The night before the wedding, we ended up having a LONG discussion via text. I was glad we did because in a way, it allowed us to finally complete our original conversation that was cut short due to D. He again indicated that he knew he was deeply disturbed. He even went so far as to apologize for the fact that "you were at the epicenter of my nuclear craziness". That really meant a lot to me. I gave him my thoughts on our relationship. I told him that I felt that we were essentially two incomplete people during our marriage. Our reliance on each other, while romantic to start with, can end up feeling burdensome years later. I told him that I had used this opportunity to grow in the areas I felt needed addressing. And that a new relationship would need to consist of two WHOLE people who can enhance each other's lives rather than DEPEND on each other. He indicated to me that he was afraid that I might not like the real him. I told him that I couldn't answer that question but I welcomed to opportunity to meet the real him when he was ready. (Again, considered broaching OW but still didn't feel it was time). Again, he stated that he saw true change in me and still felt I'd be better off with someone else. I told him that at the moment, I was not looking for that. I told him that I had not stopped loving him and was OK waiting to see what the future held. In a roundabout way he asked if I had been seeing anyone and in a blunt way I responded that no I hadn't and that I had no doubt he had. Then I went on and discussed something else. I'm sure he caught my meaning but decided not to discuss it so I let it go. As it was close to 3 am, our conversation just kind of stopped.

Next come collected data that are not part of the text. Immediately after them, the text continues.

mod api;
mod app;
mod audio;
mod catalog;
mod config;
mod controller;
mod playlists;
mod session;
mod ui;

use anyhow::Result;
use app::{App, CurrentView};
use clap::Parser;
use crossterm::{
    event::{self, Event, KeyCode, KeyEvent, KeyEventKind, KeyModifiers},
    execute,
    terminal::{disable_raw_mode, enable_raw_mode, EnterAlternateScreen, LeaveAlternateScreen},
};
use log::LevelFilter;
use ratatui::{backend::CrosstermBackend, Terminal};
use simplelog::WriteLogger;
use std::fs::File;
use std::io;
use std::time::Duration;

use std::panic;

#[derive(Parser, Debug)]
#[command(author, version, about, long_about = None)]
struct Args {
    /// Enable debug logging to murmur.log
    #[arg(short, long)]
    debug: bool,

    /// Server to fetch sounds and playlists from (overrides config.toml)
    #[arg(short, long)]
    server: Option<String>,
}

fn main() -> Result<()> {
    let args = Args::parse();

    if args.debug {
        let _ = WriteLogger::init(
            LevelFilter::Debug,
            simplelog::Config::default(),
            File::create("murmur.log")?,
        );
        log::info!("Starting murmur in debug mode");
    }

    let mut config = config::Config::load()?;
    if let Some(server) = args.server {
        config.general.server_url = server;
    }

    // Register panic hook to restore terminal and log panic
    panic::set_hook(Box::new(|info| {
        let _ = disable_raw_mode();
        let mut stdout = io::stdout();
        let _ = execute!(stdout, LeaveAlternateScreen, crossterm::cursor::Show);

        let msg = match info.payload().downcast_ref::<&str>() {
            Some(s) => *s,
            None => match info.payload().downcast_ref::<String>() {
                Some(s) => &s[..],
                None => "Box<Any>",
            },
        };

        let location = info
            .location()
            .map(|l| format!("{}:{}:{}", l.file(), l.line(), l.column()))
            .unwrap_or_else(|| "unknown".to_string());

        let log_msg = format!("PANIC: '{}' at {}", msg, location);
        log::error!("{}", log_msg);
        eprintln!("{}", log_msg);
    }));

    // Loading the catalog hits the network, do it before taking over the terminal
    let mut app = App::new(config)?;

    // Setup terminal
    enable_raw_mode()?;
    let mut stdout = io::stdout();
    execute!(stdout, EnterAlternateScreen)?;
    let backend = CrosstermBackend::new(stdout);
    let mut terminal = Terminal::new(backend)?;

    let res = run_app(&mut terminal, &mut app);

    // Restore terminal
    disable_raw_mode()?;
    execute!(terminal.backend_mut(), LeaveAlternateScreen)?;
    terminal.show_cursor()?;

    if let Err(err) = res {
        eprintln!("{:?}", err);
    }

    app.save_session();

    Ok(())
}

fn run_app(terminal: &mut Terminal<CrosstermBackend<io::Stdout>>, app: &mut App) -> Result<()> {
    let tick_rate = Duration::from_millis(30);

    loop {
        let now = std::time::Instant::now();
        app.update();

        let size = terminal.size()?;
        app.height = size.height;

        terminal.draw(|f| ui::ui(f, app))?;

        let timeout = tick_rate.saturating_sub(now.elapsed());
        if event::poll(timeout)? {
            loop {
                if let Event::Key(key) = event::read()? {
                    if key.kind == KeyEventKind::Press {
                        handle_key(app, key);
                    }
                }

                if app.quitting {
                    return Ok(());
                }

                // Check if there are more events to process immediately
                if !event::poll(Duration::from_millis(0))? {
                    break;
                }
            }
        }
    }
}

fn handle_key(app: &mut App, key: KeyEvent) {
    if key.code == KeyCode::Char('c') && key.modifiers.contains(KeyModifiers::CONTROL) {
        app.quitting = true;
        return;
    }

    if app.view == CurrentView::Help {
        if key.code == KeyCode::Char('q') {
            app.quitting = true;
        }
        app.view = CurrentView::Sounds;
        return;
    }

    if let Some(input) = app.name_input.as_mut() {
        match key.code {
            KeyCode::Enter => app.confirm_name(),
            KeyCode::Esc => app.cancel_compose(),
            KeyCode::Backspace => {
                input.pop();
            }
            KeyCode::Char(c) => input.push(c),
            _ => {}
        }
        return;
    }

    if app.view == CurrentView::Picker {
        handle_picker_keys(app, key.code);
        return;
    }

    if key.code != KeyCode::Char('d') {
        app.confirm_delete = None;
    }

    match key.code {
        KeyCode::Char('q') => app.quitting = true,
        KeyCode::Esc => {
            if app.composer.is_some() {
                app.cancel_compose();
            } else {
                app.quitting = true;
            }
        }
        KeyCode::Tab => {
            app.view = match app.view {
                CurrentView::Sounds => CurrentView::Playlists,
                _ => CurrentView::Sounds,
            };
        }
        KeyCode::Char('?') => app.view = CurrentView::Help,
        KeyCode::Char('m') => app.toggle_mute(),
        KeyCode::Char('<') | KeyCode::Char(',') => app.adjust_master_volume(-0.1),
        KeyCode::Char('>') | KeyCode::Char('.') => app.adjust_master_volume(0.1),
        KeyCode::Char('n') => app.start_compose(),
        KeyCode::Char('w') if app.composer.is_some() => app.commit_compose(),
        _ => match app.view {
            CurrentView::Sounds => handle_sounds_keys(app, key.code),
            CurrentView::Playlists => handle_playlists_keys(app, key.code),
            _ => {}
        },
    }
}

fn handle_sounds_keys(app: &mut App, code: KeyCode) {
    match code {
        // Navigation
        KeyCode::Up | KeyCode::Char('k') => app.move_up(),
        KeyCode::Down | KeyCode::Char('j') => app.move_down(),
        KeyCode::Left | KeyCode::Char('h') => app.prev_category(),
        KeyCode::Right | KeyCode::Char('l') => app.next_category(),

        // Sound Control
        KeyCode::Enter | KeyCode::Char(' ') => app.toggle_current_sound(),
        KeyCode::Char('+') | KeyCode::Char('=') => app.adjust_current_volume(0.1),
        KeyCode::Char('-') | KeyCode::Char('_') => app.adjust_current_volume(-0.1),

        // Quick Volume
        KeyCode::Char(c) if c.is_ascii_digit() => {
            if let Some(d) = c.to_digit(10) {
                let vol = if d == 0 { 1.0 } else { d as f32 / 10.0 };
                app.set_current_volume(vol);
            }
        }

        KeyCode::Char('s') => app.stop_all(),
        KeyCode::Char('p') => app.open_picker(),

        _ => {}
    }
}

fn handle_playlists_keys(app: &mut App, code: KeyCode) {
    match code {
        KeyCode::Up | KeyCode::Char('k') => app.move_playlist_cursor(-1),
        KeyCode::Down | KeyCode::Char('j') => app.move_playlist_cursor(1),
        KeyCode::Enter | KeyCode::Char(' ') => app.activate_selected(),
        KeyCode::Char('x') => app.stop_selected(),
        KeyCode::Char('s') => app.stop_all(),
        KeyCode::Char('d') => app.delete_selected(),
        KeyCode::Char('r') => app.reload_playlists(),
        _ => {}
    }
}

fn handle_picker_keys(app: &mut App, code: KeyCode) {
    match code {
        KeyCode::Up | KeyCode::Char('k') => app.move_picker_cursor(-1),
        KeyCode::Down | KeyCode::Char('j') => app.move_picker_cursor(1),
        KeyCode::Enter | KeyCode::Char('a') => app.picker_add(),
        KeyCode::Char('r') => app.picker_remove(),
        KeyCode::Esc | KeyCode::Char('q') => app.close_picker(),
        _ => {}
    }
}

Well yesterday was our usual post martial arts class sushi dinner night. My H had already told me he was queasy and didn't feel like sushi but opted to go anyway for the company. I asked if he was ill and he said no, I'm just crazy (meaning that his anxiety/depression issues were at fault, not a stomach bug or anything). He just had fried rice while we had our usual. And again, we stood by the cars after dinner and chatted. Both of us had had way too much sake and we needed to kind of metabolize anyhow. We both ended up sitting next to each other on the hood of my car while my D tried ignoring our silly behavior and was listening to her music. My H and I quickly stopped having any personal space as we discussed music stuff and we ended up having a make out session (much to my surprise and delight). The make out session quickly advanced to where H was grinding on me and I had to point out that D was right there! He stopped and we both looked and she had her back to us (I think she probably saw us and was embarassed and possibly happy to see us acting like teenagers). H went back to the make out session and asked me in a hushed voice whether I wanted him to follow me home. And I knew he meant follow me to bed. As much as I wanted to, I told him that wouldn't be good to do without a conversation (meaning I needed to get the OW issue out in the open). He didn't ask what I meant by that but still held me tight and then said good night and said good night to D.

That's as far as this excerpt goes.